_Aim of the exercise_: Beneath this line is the data. Output exactly the lines from the line with "caller's read and" to the line with "is already stale", both ends included, and nothing more.

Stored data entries
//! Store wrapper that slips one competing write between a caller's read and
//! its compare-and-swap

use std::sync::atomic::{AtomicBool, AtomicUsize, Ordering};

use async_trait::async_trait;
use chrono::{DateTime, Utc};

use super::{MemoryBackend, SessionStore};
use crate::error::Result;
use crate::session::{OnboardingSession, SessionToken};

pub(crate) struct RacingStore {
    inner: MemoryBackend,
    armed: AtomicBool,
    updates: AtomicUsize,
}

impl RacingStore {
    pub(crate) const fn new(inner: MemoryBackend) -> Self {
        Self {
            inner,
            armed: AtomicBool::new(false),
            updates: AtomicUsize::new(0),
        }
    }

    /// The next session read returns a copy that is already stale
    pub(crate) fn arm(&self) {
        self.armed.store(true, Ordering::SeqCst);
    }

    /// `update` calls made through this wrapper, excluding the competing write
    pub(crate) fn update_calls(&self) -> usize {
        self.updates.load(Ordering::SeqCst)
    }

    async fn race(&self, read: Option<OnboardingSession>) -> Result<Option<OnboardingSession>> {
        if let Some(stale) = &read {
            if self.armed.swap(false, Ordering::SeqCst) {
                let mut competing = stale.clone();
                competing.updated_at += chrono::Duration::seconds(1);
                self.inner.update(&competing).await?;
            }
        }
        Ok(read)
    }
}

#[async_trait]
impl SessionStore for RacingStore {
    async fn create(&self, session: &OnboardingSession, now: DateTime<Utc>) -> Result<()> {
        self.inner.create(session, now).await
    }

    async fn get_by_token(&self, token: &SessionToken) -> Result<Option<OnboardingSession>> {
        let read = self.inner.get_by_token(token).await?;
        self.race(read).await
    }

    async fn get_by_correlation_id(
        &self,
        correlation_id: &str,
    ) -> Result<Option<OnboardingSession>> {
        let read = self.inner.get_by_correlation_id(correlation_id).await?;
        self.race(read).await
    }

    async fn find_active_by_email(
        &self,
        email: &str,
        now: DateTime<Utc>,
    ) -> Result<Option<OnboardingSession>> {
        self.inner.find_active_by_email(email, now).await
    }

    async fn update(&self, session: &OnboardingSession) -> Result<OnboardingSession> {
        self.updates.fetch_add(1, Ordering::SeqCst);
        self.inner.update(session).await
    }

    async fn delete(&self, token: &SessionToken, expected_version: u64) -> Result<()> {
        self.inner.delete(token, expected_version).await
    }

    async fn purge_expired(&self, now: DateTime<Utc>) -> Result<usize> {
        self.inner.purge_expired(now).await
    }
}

--

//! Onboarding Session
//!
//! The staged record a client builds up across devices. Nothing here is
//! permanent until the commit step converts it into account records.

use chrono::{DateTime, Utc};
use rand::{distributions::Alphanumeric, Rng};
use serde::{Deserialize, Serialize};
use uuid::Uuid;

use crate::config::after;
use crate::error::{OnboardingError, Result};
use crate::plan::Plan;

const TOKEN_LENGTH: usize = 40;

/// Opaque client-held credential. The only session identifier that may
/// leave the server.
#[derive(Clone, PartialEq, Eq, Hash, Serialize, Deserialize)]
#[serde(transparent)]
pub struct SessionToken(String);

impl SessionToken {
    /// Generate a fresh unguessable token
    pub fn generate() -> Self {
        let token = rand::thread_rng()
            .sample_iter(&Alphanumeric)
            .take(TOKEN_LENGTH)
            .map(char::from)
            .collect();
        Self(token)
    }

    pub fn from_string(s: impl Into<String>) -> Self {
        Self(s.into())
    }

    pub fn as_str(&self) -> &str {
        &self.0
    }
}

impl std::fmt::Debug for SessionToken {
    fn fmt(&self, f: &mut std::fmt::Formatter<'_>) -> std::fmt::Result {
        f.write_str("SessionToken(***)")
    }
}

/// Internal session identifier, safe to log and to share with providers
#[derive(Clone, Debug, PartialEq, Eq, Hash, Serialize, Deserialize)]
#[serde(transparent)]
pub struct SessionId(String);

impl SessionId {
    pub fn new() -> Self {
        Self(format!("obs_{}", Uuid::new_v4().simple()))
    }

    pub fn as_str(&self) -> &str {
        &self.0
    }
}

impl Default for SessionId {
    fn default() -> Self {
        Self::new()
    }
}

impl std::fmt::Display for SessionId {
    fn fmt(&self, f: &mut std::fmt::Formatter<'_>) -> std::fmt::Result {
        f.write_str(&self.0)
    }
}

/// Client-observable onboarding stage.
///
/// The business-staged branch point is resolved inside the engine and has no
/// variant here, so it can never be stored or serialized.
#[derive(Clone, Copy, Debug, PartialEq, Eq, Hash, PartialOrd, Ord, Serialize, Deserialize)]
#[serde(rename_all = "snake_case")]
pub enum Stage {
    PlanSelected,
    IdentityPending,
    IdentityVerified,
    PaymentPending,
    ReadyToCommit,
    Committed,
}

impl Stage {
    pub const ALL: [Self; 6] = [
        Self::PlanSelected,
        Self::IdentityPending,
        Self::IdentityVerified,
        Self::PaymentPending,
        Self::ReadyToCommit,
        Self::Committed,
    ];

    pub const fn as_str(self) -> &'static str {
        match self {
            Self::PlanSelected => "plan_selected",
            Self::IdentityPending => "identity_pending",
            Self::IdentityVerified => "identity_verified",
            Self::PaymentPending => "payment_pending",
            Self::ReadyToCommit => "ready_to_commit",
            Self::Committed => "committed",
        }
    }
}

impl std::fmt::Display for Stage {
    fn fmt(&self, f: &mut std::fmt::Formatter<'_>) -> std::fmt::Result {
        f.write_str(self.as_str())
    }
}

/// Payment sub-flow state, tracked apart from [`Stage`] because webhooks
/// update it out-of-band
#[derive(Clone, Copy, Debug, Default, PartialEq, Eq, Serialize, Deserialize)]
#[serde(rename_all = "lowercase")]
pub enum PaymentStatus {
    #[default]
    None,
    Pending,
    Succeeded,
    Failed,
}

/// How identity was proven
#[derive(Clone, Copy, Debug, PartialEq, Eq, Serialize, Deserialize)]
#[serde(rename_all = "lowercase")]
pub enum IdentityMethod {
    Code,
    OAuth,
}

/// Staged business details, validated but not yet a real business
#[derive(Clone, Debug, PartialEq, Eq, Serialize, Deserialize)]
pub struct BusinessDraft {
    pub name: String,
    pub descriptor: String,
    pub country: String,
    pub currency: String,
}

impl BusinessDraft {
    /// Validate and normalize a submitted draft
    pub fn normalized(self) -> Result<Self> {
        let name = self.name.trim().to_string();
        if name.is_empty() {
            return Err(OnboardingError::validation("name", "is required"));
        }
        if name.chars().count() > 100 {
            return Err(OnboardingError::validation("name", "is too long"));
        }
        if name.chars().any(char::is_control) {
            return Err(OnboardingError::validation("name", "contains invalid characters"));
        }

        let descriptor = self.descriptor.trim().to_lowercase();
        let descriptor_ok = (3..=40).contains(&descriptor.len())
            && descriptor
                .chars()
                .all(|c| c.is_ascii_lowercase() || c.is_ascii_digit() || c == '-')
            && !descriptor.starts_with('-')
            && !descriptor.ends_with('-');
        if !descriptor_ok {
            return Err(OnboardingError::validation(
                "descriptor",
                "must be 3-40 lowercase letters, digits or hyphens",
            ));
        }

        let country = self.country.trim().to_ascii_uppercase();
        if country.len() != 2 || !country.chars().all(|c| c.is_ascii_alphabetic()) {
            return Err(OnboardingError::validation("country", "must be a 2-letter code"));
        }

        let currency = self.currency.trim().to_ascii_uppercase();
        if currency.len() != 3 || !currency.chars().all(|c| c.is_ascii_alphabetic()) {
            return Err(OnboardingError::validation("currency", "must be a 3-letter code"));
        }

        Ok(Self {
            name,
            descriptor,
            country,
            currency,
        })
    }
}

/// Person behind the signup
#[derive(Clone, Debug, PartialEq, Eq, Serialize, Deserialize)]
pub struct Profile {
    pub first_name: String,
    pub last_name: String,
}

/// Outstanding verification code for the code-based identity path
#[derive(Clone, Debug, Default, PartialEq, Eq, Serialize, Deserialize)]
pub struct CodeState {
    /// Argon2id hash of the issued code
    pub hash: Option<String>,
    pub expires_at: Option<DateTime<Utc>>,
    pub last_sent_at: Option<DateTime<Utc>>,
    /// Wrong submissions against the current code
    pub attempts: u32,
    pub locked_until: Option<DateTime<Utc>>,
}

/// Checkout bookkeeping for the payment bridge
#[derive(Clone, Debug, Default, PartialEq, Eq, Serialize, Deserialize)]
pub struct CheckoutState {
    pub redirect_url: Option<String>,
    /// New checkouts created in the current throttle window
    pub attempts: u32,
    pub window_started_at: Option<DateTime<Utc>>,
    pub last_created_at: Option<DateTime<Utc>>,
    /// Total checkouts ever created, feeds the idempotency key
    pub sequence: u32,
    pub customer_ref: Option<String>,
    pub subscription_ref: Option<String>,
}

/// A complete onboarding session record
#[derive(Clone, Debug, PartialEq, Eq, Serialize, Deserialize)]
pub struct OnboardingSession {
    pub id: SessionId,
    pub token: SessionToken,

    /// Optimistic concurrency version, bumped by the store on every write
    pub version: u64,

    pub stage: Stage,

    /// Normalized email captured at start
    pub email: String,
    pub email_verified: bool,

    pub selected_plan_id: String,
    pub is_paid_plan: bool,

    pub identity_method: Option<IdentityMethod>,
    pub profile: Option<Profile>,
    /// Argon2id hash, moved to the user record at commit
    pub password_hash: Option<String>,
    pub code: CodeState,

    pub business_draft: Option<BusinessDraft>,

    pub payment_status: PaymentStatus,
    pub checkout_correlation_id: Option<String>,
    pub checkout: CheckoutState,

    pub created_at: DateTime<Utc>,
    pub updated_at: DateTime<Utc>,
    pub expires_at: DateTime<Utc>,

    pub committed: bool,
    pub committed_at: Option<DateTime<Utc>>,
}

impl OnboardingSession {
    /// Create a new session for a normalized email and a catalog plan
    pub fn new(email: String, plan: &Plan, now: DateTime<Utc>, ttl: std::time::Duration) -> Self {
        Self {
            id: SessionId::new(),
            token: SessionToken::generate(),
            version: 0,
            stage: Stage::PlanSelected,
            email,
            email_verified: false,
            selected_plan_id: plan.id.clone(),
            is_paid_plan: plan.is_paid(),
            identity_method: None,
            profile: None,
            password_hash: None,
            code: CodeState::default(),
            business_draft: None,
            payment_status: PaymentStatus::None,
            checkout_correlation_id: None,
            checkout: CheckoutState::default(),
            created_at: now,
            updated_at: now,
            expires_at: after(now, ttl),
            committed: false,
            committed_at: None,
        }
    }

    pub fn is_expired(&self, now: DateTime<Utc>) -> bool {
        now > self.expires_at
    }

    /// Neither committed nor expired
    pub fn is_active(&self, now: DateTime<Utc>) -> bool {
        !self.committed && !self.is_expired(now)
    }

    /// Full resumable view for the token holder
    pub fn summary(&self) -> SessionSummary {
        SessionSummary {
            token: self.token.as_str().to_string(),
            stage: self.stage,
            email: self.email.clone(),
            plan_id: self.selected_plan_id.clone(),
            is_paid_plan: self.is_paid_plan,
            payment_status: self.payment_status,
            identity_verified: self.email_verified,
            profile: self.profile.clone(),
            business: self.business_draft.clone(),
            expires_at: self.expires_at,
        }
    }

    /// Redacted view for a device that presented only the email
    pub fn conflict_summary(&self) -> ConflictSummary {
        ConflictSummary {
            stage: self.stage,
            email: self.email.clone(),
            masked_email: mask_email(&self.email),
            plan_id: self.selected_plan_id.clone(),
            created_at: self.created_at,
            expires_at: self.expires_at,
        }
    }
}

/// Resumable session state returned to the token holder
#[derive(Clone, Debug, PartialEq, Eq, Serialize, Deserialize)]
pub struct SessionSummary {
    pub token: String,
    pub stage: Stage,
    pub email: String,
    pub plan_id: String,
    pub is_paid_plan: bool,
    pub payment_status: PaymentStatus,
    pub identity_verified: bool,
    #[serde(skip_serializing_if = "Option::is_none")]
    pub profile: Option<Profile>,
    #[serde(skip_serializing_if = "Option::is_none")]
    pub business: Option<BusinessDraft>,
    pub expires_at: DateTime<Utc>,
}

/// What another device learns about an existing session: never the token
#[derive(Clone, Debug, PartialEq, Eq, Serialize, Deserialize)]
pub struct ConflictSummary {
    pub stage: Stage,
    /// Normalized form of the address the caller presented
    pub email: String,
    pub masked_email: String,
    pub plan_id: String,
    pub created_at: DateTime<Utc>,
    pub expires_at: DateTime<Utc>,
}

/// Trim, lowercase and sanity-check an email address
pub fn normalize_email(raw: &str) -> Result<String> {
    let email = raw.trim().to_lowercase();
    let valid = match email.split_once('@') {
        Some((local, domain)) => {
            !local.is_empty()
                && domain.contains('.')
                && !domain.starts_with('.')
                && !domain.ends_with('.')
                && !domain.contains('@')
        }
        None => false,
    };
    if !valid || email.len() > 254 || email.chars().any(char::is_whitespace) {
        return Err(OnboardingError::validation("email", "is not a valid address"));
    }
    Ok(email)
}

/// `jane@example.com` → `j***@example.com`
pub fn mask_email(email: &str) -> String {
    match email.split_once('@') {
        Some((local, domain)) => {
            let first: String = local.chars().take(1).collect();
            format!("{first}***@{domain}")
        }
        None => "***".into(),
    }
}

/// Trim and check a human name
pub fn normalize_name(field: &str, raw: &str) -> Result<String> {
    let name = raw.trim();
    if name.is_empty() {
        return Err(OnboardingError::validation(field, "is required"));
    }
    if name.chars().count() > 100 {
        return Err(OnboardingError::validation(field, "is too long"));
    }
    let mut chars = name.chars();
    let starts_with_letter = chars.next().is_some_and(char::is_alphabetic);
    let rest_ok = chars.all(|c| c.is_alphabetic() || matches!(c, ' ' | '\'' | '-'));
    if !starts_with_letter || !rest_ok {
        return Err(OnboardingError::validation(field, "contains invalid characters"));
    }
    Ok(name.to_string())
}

_Reply_:
//! Store wrapper that slips one competing write between a caller's read and
//! its compare-and-swap

use std::sync::atomic::{AtomicBool, AtomicUsize, Ordering};

use async_trait::async_trait;
use chrono::{DateTime, Utc};

use super::{MemoryBackend, SessionStore};
use crate::error::Result;
use crate::session::{OnboardingSession, SessionToken};

pub(crate) struct RacingStore {
    inner: MemoryBackend,
    armed: AtomicBool,
    updates: AtomicUsize,
}

impl RacingStore {
    pub(crate) const fn new(inner: MemoryBackend) -> Self {
        Self {
            inner,
            armed: AtomicBool::new(false),
            updates: AtomicUsize::new(0),
        }
    }

    /// The next session read returns a copy that is already stale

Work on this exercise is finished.